Thursday, June 15, 2017

Some DIY LIGO data analysis

UPDATE: After some more thinking about this, I have very serious doubt about my previous conclusions. From looking at the power spectrum, I (wrongly) assumed that the middle part of the spectrum is the low frequency part (my original idea was, that the frequencies should be symmetric around zero but the periodicity of the Bloch cell bit me). So quite to the opposite, when taking into account the wrapping, this is the high frequency part (at almost the sample rate). So this is neither physics nor noise but the sample rate. For documentation, I do not delete the original post but leave it with this comment.


Recently, in the Arnold Sommerfeld Colloquium, we had Andrew Jackson of NBI talk about his take on the LIGO gravitational wave data, see this announcement with link to a video recording. He encouraged the audience to download the freely available raw data and play with it a little bit. This sounded like fun, so I had my go at it. Now, that his paper is out, I would like to share what I did with you and ask for your comments.

I used mathematica for my experiments, so I guess the way to proceed is to guide you to an html export of my (admittedly cleaned up) notebook (Source for your own experiments here).

The executive summary is that apparently, you can eliminate most of the "noise" at the interesting low frequency part by adding to the signal its time reversal casting some doubt about the stochasticity of this "noise".
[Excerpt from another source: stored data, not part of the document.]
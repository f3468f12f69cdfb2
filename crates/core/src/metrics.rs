//! Dashboard KPI aggregation.
//!
//! Pure aggregation over in-memory slices: the store layer flattens its
//! entities into [`MetricPoint`] / [`ProjectFacts`] inputs and everything
//! here is computed fresh on every call. Metrics are derived views, never
//! stored.

use std::collections::BTreeMap;

use serde::Serialize;

use crate::types::DbId;
use crate::workflow::DataPointStatus;

// ---------------------------------------------------------------------------
// Well-known indicators and periods
// ---------------------------------------------------------------------------

/// People trained.
pub const INDICATOR_PEOPLE_TRAINED: DbId = 1;
/// Women participants.
pub const INDICATOR_WOMEN_PARTICIPANTS: DbId = 2;
/// Loans disbursed.
pub const INDICATOR_LOANS_DISBURSED: DbId = 4;
/// Training sessions held.
pub const INDICATOR_TRAINING_SESSIONS: DbId = 7;

/// The reporting period headline KPIs are computed over.
pub const CURRENT_PERIOD: &str = "2024-Q4";

/// Historical periods used for trend and growth computation, oldest first.
pub const HISTORICAL_PERIODS: &[&str] = &["2024-Q1", "2024-Q2", "2024-Q3", "2024-Q4"];

/// Minimum growth assumptions for the three projected periods.
pub const PROJECTION_FLOORS: [f64; 3] = [0.02, 0.03, 0.05];

// ---------------------------------------------------------------------------
// Inputs
// ---------------------------------------------------------------------------

/// Flattened data point fed into aggregation.
#[derive(Debug, Clone)]
pub struct MetricPoint {
    pub indicator_id: DbId,
    pub country_id: DbId,
    pub value: f64,
    pub period: String,
    pub status: DataPointStatus,
    pub quality_score: Option<f64>,
}

impl MetricPoint {
    fn counts(&self, country: Option<DbId>) -> bool {
        self.status == DataPointStatus::Approved
            && country.is_none_or(|c| self.country_id == c)
    }
}

/// Flattened project fed into aggregation.
#[derive(Debug, Clone)]
pub struct ProjectFacts {
    pub country_id: DbId,
    pub active: bool,
    pub budget: f64,
    pub target_reach: i64,
    pub current_reach: i64,
}

/// Indicator target lookup input.
#[derive(Debug, Clone)]
pub struct IndicatorFacts {
    pub id: DbId,
    pub target: f64,
}

/// Country name lookup input for the per-country breakdown.
#[derive(Debug, Clone)]
pub struct CountryFacts {
    pub id: DbId,
    pub name: String,
}

// ---------------------------------------------------------------------------
// Outputs
// ---------------------------------------------------------------------------

/// Flat KPI object consumed directly by the dashboard endpoints.
#[derive(Debug, Clone, PartialEq, Serialize)]
pub struct DashboardMetrics {
    pub period: String,
    pub total_people_reached: f64,
    pub women_participants: f64,
    pub female_participation_rate: f64,
    pub loans_disbursed: f64,
    pub training_sessions: f64,
    pub active_projects: usize,
    pub total_budget: f64,
    pub reach_achievement_pct: f64,
    pub target_achievement_pct: f64,
    pub avg_quality_score: f64,
    pub avg_growth_rate: f64,
    pub projected_people_reached: [f64; 3],
}

/// One period's summed value, for trend charts.
#[derive(Debug, Clone, PartialEq, Serialize)]
pub struct PeriodSum {
    pub period: String,
    pub value: f64,
}

/// Per-country participation breakdown row.
#[derive(Debug, Clone, PartialEq, Serialize)]
pub struct CountryMetrics {
    pub country_id: DbId,
    pub country_name: String,
    pub people_reached: f64,
    pub women_participants: f64,
    pub female_participation_rate: f64,
}

// ---------------------------------------------------------------------------
// Building blocks
// ---------------------------------------------------------------------------

/// Percentage `part / whole * 100`, 0 when the denominator is 0.
pub fn pct(part: f64, whole: f64) -> f64 {
    if whole == 0.0 {
        0.0
    } else {
        part / whole * 100.0
    }
}

/// Sum of approved values for one indicator in one period.
pub fn period_sum(
    points: &[MetricPoint],
    indicator_id: DbId,
    period: &str,
    country: Option<DbId>,
) -> f64 {
    points
        .iter()
        .filter(|p| p.counts(country) && p.indicator_id == indicator_id && p.period == period)
        .map(|p| p.value)
        .sum()
}

/// Average fractional quarter-over-quarter change across a value series.
///
/// Steps with a zero base are skipped; a series with no usable steps
/// yields 0.
pub fn growth_rate(series: &[f64]) -> f64 {
    let rates: Vec<f64> = series
        .windows(2)
        .filter(|w| w[0] != 0.0)
        .map(|w| (w[1] - w[0]) / w[0])
        .collect();
    if rates.is_empty() {
        0.0
    } else {
        rates.iter().sum::<f64>() / rates.len() as f64
    }
}

/// Project a value three periods forward, compounding
/// `next = prev * (1 + max(avg_growth, floor))` with the configured floors.
pub fn project_forward(last: f64, avg_growth: f64) -> [f64; 3] {
    let mut out = [0.0; 3];
    let mut prev = last;
    for (slot, floor) in out.iter_mut().zip(PROJECTION_FLOORS) {
        prev *= 1.0 + avg_growth.max(floor);
        *slot = prev;
    }
    out
}

// ---------------------------------------------------------------------------
// Aggregation
// ---------------------------------------------------------------------------

/// Compute the headline dashboard KPIs.
///
/// Only approved data points participate. `country` narrows everything to
/// one country; a filter that matches nothing produces zeroed KPIs rather
/// than an error.
pub fn compute(
    points: &[MetricPoint],
    projects: &[ProjectFacts],
    indicators: &[IndicatorFacts],
    country: Option<DbId>,
) -> DashboardMetrics {
    let sum = |indicator_id| period_sum(points, indicator_id, CURRENT_PERIOD, country);

    let total_people_reached = sum(INDICATOR_PEOPLE_TRAINED);
    let women_participants = sum(INDICATOR_WOMEN_PARTICIPANTS);
    let loans_disbursed = sum(INDICATOR_LOANS_DISBURSED);
    let training_sessions = sum(INDICATOR_TRAINING_SESSIONS);

    let in_scope = |p: &&ProjectFacts| country.is_none_or(|c| p.country_id == c);
    let active_projects = projects.iter().filter(in_scope).filter(|p| p.active).count();
    let total_budget: f64 = projects.iter().filter(in_scope).map(|p| p.budget).sum();
    let target_reach: i64 = projects.iter().filter(in_scope).map(|p| p.target_reach).sum();
    let current_reach: i64 = projects.iter().filter(in_scope).map(|p| p.current_reach).sum();

    let quality_scores: Vec<f64> = points
        .iter()
        .filter(|p| p.counts(country))
        .filter_map(|p| p.quality_score)
        .collect();
    let avg_quality_score = if quality_scores.is_empty() {
        0.0
    } else {
        quality_scores.iter().sum::<f64>() / quality_scores.len() as f64
    };

    let people_target = indicators
        .iter()
        .find(|i| i.id == INDICATOR_PEOPLE_TRAINED)
        .map(|i| i.target)
        .unwrap_or(0.0);

    let series: Vec<f64> = HISTORICAL_PERIODS
        .iter()
        .map(|period| period_sum(points, INDICATOR_PEOPLE_TRAINED, period, country))
        .collect();
    let avg_growth_rate = growth_rate(&series);

    DashboardMetrics {
        period: CURRENT_PERIOD.to_string(),
        total_people_reached,
        women_participants,
        female_participation_rate: pct(women_participants, total_people_reached),
        loans_disbursed,
        training_sessions,
        active_projects,
        total_budget,
        reach_achievement_pct: pct(current_reach as f64, target_reach as f64),
        target_achievement_pct: pct(total_people_reached, people_target),
        avg_quality_score,
        avg_growth_rate,
        projected_people_reached: project_forward(total_people_reached, avg_growth_rate),
    }
}

/// Per-period sums for one indicator, over the fixed historical window.
pub fn trend(
    points: &[MetricPoint],
    indicator_id: DbId,
    country: Option<DbId>,
) -> Vec<PeriodSum> {
    HISTORICAL_PERIODS
        .iter()
        .map(|period| PeriodSum {
            period: period.to_string(),
            value: period_sum(points, indicator_id, period, country),
        })
        .collect()
}

/// Current-period participation broken down per country.
///
/// Countries with no approved data still appear, zeroed, so the dashboard
/// table stays complete.
pub fn country_breakdown(
    points: &[MetricPoint],
    countries: &[CountryFacts],
) -> Vec<CountryMetrics> {
    let mut people: BTreeMap<DbId, f64> = BTreeMap::new();
    let mut women: BTreeMap<DbId, f64> = BTreeMap::new();

    for p in points {
        if !p.counts(None) || p.period != CURRENT_PERIOD {
            continue;
        }
        match p.indicator_id {
            INDICATOR_PEOPLE_TRAINED => *people.entry(p.country_id).or_default() += p.value,
            INDICATOR_WOMEN_PARTICIPANTS => *women.entry(p.country_id).or_default() += p.value,
            _ => {}
        }
    }

    countries
        .iter()
        .map(|c| {
            let reached = people.get(&c.id).copied().unwrap_or(0.0);
            let w = women.get(&c.id).copied().unwrap_or(0.0);
            CountryMetrics {
                country_id: c.id,
                country_name: c.name.clone(),
                people_reached: reached,
                women_participants: w,
                female_participation_rate: pct(w, reached),
            }
        })
        .collect()
}

#[cfg(test)]
mod tests {
    use super::*;

    fn point(indicator_id: DbId, value: f64, period: &str, status: DataPointStatus) -> MetricPoint {
        MetricPoint {
            indicator_id,
            country_id: 1,
            value,
            period: period.to_string(),
            status,
            quality_score: None,
        }
    }

    fn approved(indicator_id: DbId, value: f64, period: &str) -> MetricPoint {
        point(indicator_id, value, period, DataPointStatus::Approved)
    }

    #[test]
    fn sums_and_participation_rate() {
        let points = vec![
            approved(INDICATOR_PEOPLE_TRAINED, 100.0, CURRENT_PERIOD),
            approved(INDICATOR_WOMEN_PARTICIPANTS, 40.0, CURRENT_PERIOD),
        ];
        let m = compute(&points, &[], &[], None);
        assert_eq!(m.total_people_reached, 100.0);
        assert_eq!(m.women_participants, 40.0);
        assert_eq!(m.female_participation_rate, 40.0);
    }

    #[test]
    fn unapproved_points_are_excluded() {
        let points = vec![
            approved(INDICATOR_PEOPLE_TRAINED, 100.0, CURRENT_PERIOD),
            point(INDICATOR_PEOPLE_TRAINED, 50.0, CURRENT_PERIOD, DataPointStatus::Submitted),
            point(INDICATOR_PEOPLE_TRAINED, 25.0, CURRENT_PERIOD, DataPointStatus::Draft),
        ];
        let m = compute(&points, &[], &[], None);
        assert_eq!(m.total_people_reached, 100.0);
    }

    #[test]
    fn other_periods_do_not_leak_into_headline() {
        let points = vec![
            approved(INDICATOR_PEOPLE_TRAINED, 100.0, CURRENT_PERIOD),
            approved(INDICATOR_PEOPLE_TRAINED, 999.0, "2024-Q1"),
        ];
        let m = compute(&points, &[], &[], None);
        assert_eq!(m.total_people_reached, 100.0);
    }

    #[test]
    fn zero_total_guards_participation_rate() {
        let points = vec![approved(INDICATOR_WOMEN_PARTICIPANTS, 40.0, CURRENT_PERIOD)];
        let m = compute(&points, &[], &[], None);
        assert_eq!(m.female_participation_rate, 0.0);
    }

    #[test]
    fn growth_rate_matches_reference_series() {
        assert_eq!(growth_rate(&[100.0, 150.0, 225.0]), 0.5);
    }

    #[test]
    fn growth_rate_skips_zero_bases() {
        // Only the 100 -> 150 step is usable.
        assert_eq!(growth_rate(&[0.0, 100.0, 150.0]), 0.5);
        assert_eq!(growth_rate(&[0.0, 0.0]), 0.0);
        assert_eq!(growth_rate(&[]), 0.0);
        assert_eq!(growth_rate(&[42.0]), 0.0);
    }

    #[test]
    fn projections_compound_with_floors() {
        // Growth below every floor: the floors drive the projection.
        let p = project_forward(100.0, 0.0);
        assert!((p[0] - 102.0).abs() < 1e-9);
        assert!((p[1] - 102.0 * 1.03).abs() < 1e-9);
        assert!((p[2] - 102.0 * 1.03 * 1.05).abs() < 1e-9);

        // Growth above every floor: growth drives the projection.
        let p = project_forward(100.0, 0.5);
        assert!((p[0] - 150.0).abs() < 1e-9);
        assert!((p[1] - 225.0).abs() < 1e-9);
        assert!((p[2] - 337.5).abs() < 1e-9);
    }

    #[test]
    fn country_filter_narrows_everything() {
        let mut other = approved(INDICATOR_PEOPLE_TRAINED, 500.0, CURRENT_PERIOD);
        other.country_id = 2;
        let points = vec![approved(INDICATOR_PEOPLE_TRAINED, 100.0, CURRENT_PERIOD), other];

        let m = compute(&points, &[], &[], Some(1));
        assert_eq!(m.total_people_reached, 100.0);

        // A filter matching nothing yields zeroes, not an error.
        let m = compute(&points, &[], &[], Some(99));
        assert_eq!(m.total_people_reached, 0.0);
    }

    #[test]
    fn project_and_target_figures() {
        let projects = vec![
            ProjectFacts { country_id: 1, active: true, budget: 1000.0, target_reach: 200, current_reach: 100 },
            ProjectFacts { country_id: 1, active: false, budget: 500.0, target_reach: 100, current_reach: 100 },
        ];
        let indicators = vec![IndicatorFacts { id: INDICATOR_PEOPLE_TRAINED, target: 400.0 }];
        let points = vec![approved(INDICATOR_PEOPLE_TRAINED, 100.0, CURRENT_PERIOD)];

        let m = compute(&points, &projects, &indicators, None);
        assert_eq!(m.active_projects, 1);
        assert_eq!(m.total_budget, 1500.0);
        assert!((m.reach_achievement_pct - 200.0 / 300.0 * 100.0).abs() < 1e-9);
        assert_eq!(m.target_achievement_pct, 25.0);
    }

    #[test]
    fn quality_average_over_approved_only() {
        let mut a = approved(INDICATOR_PEOPLE_TRAINED, 10.0, CURRENT_PERIOD);
        a.quality_score = Some(80.0);
        let mut b = approved(INDICATOR_LOANS_DISBURSED, 10.0, "2024-Q2");
        b.quality_score = Some(60.0);
        let mut c = point(INDICATOR_PEOPLE_TRAINED, 10.0, CURRENT_PERIOD, DataPointStatus::Submitted);
        c.quality_score = Some(0.0);

        let m = compute(&[a, b, c], &[], &[], None);
        assert_eq!(m.avg_quality_score, 70.0);
    }

    #[test]
    fn trend_covers_all_historical_periods() {
        let points = vec![
            approved(INDICATOR_PEOPLE_TRAINED, 100.0, "2024-Q1"),
            approved(INDICATOR_PEOPLE_TRAINED, 150.0, "2024-Q2"),
        ];
        let t = trend(&points, INDICATOR_PEOPLE_TRAINED, None);
        assert_eq!(t.len(), HISTORICAL_PERIODS.len());
        assert_eq!(t[0].value, 100.0);
        assert_eq!(t[1].value, 150.0);
        assert_eq!(t[2].value, 0.0);
    }

    #[test]
    fn country_breakdown_zeroes_missing_countries() {
        let countries = vec![
            CountryFacts { id: 1, name: "Kenya".into() },
            CountryFacts { id: 2, name: "Uganda".into() },
        ];
        let points = vec![
            approved(INDICATOR_PEOPLE_TRAINED, 100.0, CURRENT_PERIOD),
            approved(INDICATOR_WOMEN_PARTICIPANTS, 55.0, CURRENT_PERIOD),
        ];
        let rows = country_breakdown(&points, &countries);
        assert_eq!(rows.len(), 2);
        assert_eq!(rows[0].people_reached, 100.0);
        assert_eq!(rows[0].female_participation_rate, 55.0);
        assert_eq!(rows[1].people_reached, 0.0);
        assert_eq!(rows[1].female_participation_rate, 0.0);
    }
}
I would love to hear what this is supposed to mean or what I am doing wrong, in particular from my friends in the gravitational wave community.



6 comments:

Shantanu said...

There are several things that I have not understood in what you did or why your results are surprising. Following are my questions.

o Just to be clear.
when you say "raw strain data at 4096 Hz, I presume you mean h(t) timeseries containing GW signal + residual LIGO noise right?
Is it completely raw (except for been down-sampled to 4096 Hz)?

o You then mention that since the signal is real, Fourier transform has a phase of 0 or pi for a constant phase
and you find out that it is pi. I don't know what this tell us. What frequency does the region of constant phase correspond to?
(Maybe you can show one plot with frequency in (Hz) on X-axis instead of frequency bin number).

o Why do you consider h(t) + time-reversed h(t) (containing the signal) noise?
Only h(t) containing the signal+LIGO noise -best fit signal template would be noise?
But I don't think you are doing that. So I don't understand how an addition of the original signal+ its time-reversal is noise. Also I don't see a cancellation at other frequencies.

oAlso have you repeated the same exercise for Hanford? Do you get the same results?
I guess at any rate the best way to resolve this through some toy numerical experiments with injecting a mock signal in mock time series containing white noise (and also doing the same with colored noise)

Shantanu said...

I asked someone who has extensively dealt with time-series analysis about this and that person said

"Time reversing and subtracting a noisy time series should only cancel out 1 sample (for white noise) and increase the variance (by a factor of 2) for the rest. I see from the plot that the noise is canceled over a much longer time (?) before the variance increases. Could be an effect of colored noise though… I would expect the cancellation to be over the auto-correlation timescale (which is 1 sample for white noise but longer for colored noise + lines).

Robert said...

"Is it completely raw (except for been down-sampled to 4096 Hz)?"

That's how I understand the LIGO open science web page. I take that data set as is.

"You then mention that since the signal is real, Fourier transform has a phase of 0 or pi for a constant phase
and you find out that it is pi. I don't know what this tell us. What frequency does the region of constant phase correspond to?"

The phase should be random (as it is outside the low frequency region: The dots come at all colors). What is the frequency? You can do the math yourself (and I am too lazy) but given that is the region of low noise I would expect it to be up to a few 100Hz.

" Why do you consider h(t) + time-reversed h(t) (containing the signal) noise?
Only h(t) containing the signal+LIGO noise -best fit signal template would be noise?
But I don't think you are doing that. So I don't understand how an addition of the original signal+ its time-reversal is noise. Also I don't see a cancellation at other frequencies."

The signal has orders of magnitude less power than the noise. So not taking out the signal does not really matter.

The effect is strongest for the dataset I mentioned.

And your time analysis friend is right: Adding to random noise the time reversal should yield noise that is sqrt(2) times stronger (except at omega=0).

Thomas Dent said...

For the record, the mistake is not windowing the data before Fourier transforming it: try e.g. a Hann window.

Unknown said...

About the article "On the time lags of the LIGO signals", I found myself quite in awe after reading how they come to the same conclusions as I did a year ago when I wrote a similar analysis, performing an statistical simulation using R language and finding out signal could be perfectly noise-induced.

https://www.linkedin.com/pulse/ligo-gravitational-waves-real-just-noise-juan-ignacio-p%C3%A9rez-sacrist%C3%A1n

Best regards!

Robert said...

Re windowing: in frequency space this corresponds convolution with the Fourier transform of the window function. What I still don't understand how convolving a function of random phases can yield something phase aligned.